▸ ACTIVITY: Show, in full, each line of the data that contains "source".

Stored data entries
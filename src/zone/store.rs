//! Zone document persistence.
//!
//! ```json
//! { "zones": [ { "id": 0, "points": [ { "x": 10, "y": 20 }, ... ] } ] }
//! ```
//!
//! Points written as `[x, y]` pairs are accepted on load as well.

use std::fs;
use std::io::{self, Write};
use std::path::{Path, PathBuf};

use serde::{Deserialize, Serialize};
use tracing::{info, warn};

use crate::error::ZoneStoreError;
use crate::geometry::{Point, Polygon};

#[derive(Debug, Serialize, Deserialize)]
struct ZoneDocument {
    #[serde(default)]
    zones: Vec<ZoneRecord>,
}

#[derive(Debug, Serialize, Deserialize)]
struct ZoneRecord {
    #[serde(default)]
    id: usize,
    points: Vec<PointRecord>,
}

#[derive(Debug, Serialize, Deserialize)]
#[serde(untagged)]
enum PointRecord {
    Object { x: i32, y: i32 },
    Pair([i32; 2]),
}

impl From<PointRecord> for Point {
    fn from(record: PointRecord) -> Self {
        match record {
            PointRecord::Object { x, y } => Point::new(x, y),
            PointRecord::Pair([x, y]) => Point::new(x, y),
        }
    }
}

/// Load zones from `path`.
///
/// A missing file is not an error: it is logged and yields no zones.
/// Every zone must have at least three vertices.
pub fn load_zones(path: impl AsRef<Path>) -> Result<Vec<Polygon>, ZoneStoreError> {
    let path = path.as_ref();

    let raw = match fs::read_to_string(path) {
        Ok(raw) => raw,
        Err(err) if err.kind() == io::ErrorKind::NotFound => {
            warn!(path = %path.display(), "no zones file found, starting with zero zones");
            return Ok(Vec::new());
        }
        Err(source) => {
            return Err(ZoneStoreError::Read {
                path: path.to_path_buf(),
                source,
            });
        }
    };

    let document: ZoneDocument =
        serde_json::from_str(&raw).map_err(|source| ZoneStoreError::Parse {
            path: path.to_path_buf(),
            source,
        })?;

    let zones = document
        .zones
        .into_iter()
        .enumerate()
        .map(|(index, record)| {
            let vertices = record.points.into_iter().map(Point::from).collect();
            Polygon::new(vertices).map_err(|source| ZoneStoreError::InvalidZone { index, source })
        })
        .collect::<Result<Vec<_>, _>>()?;

    info!(path = %path.display(), count = zones.len(), "loaded zones");
    Ok(zones)
}

/// Save zones to `path` as pretty-printed JSON.
///
/// Writes a sibling temporary file and renames it into place, so a failure
/// never leaves a truncated document behind.
pub fn save_zones(path: impl AsRef<Path>, zones: &[Polygon]) -> Result<(), ZoneStoreError> {
    let path = path.as_ref();

    let document = ZoneDocument {
        zones: zones
            .iter()
            .enumerate()
            .map(|(id, zone)| ZoneRecord {
                id,
                points: zone
                    .vertices()
                    .iter()
                    .map(|p| PointRecord::Object { x: p.x, y: p.y })
                    .collect(),
            })
            .collect(),
    };
    let json = serde_json::to_string_pretty(&document)?;

    let tmp = temp_path(path);
    let write_err = |source| ZoneStoreError::Write {
        path: path.to_path_buf(),
        source,
    };

    let written = fs::File::create(&tmp).and_then(|mut file| {
        file.write_all(json.as_bytes())?;
        file.write_all(b"\n")?;
        file.sync_all()
    });
    if let Err(err) = written.and_then(|()| fs::rename(&tmp, path)) {
        let _ = fs::remove_file(&tmp);
        return Err(write_err(err));
    }

    info!(path = %path.display(), count = zones.len(), "saved zones");
    Ok(())
}

fn temp_path(path: &Path) -> PathBuf {
    let mut name = path.file_name().map(|n| n.to_os_string()).unwrap_or_default();
    name.push(".tmp");
    path.with_file_name(name)
}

▸ RESPONSE TO THE EXERCISE:
        Err(source) => {
                source,
        serde_json::from_str(&raw).map_err(|source| ZoneStoreError::Parse {
            source,
            Polygon::new(vertices).map_err(|source| ZoneStoreError::InvalidZone { index, source })
    let write_err = |source| ZoneStoreError::Write {
        source,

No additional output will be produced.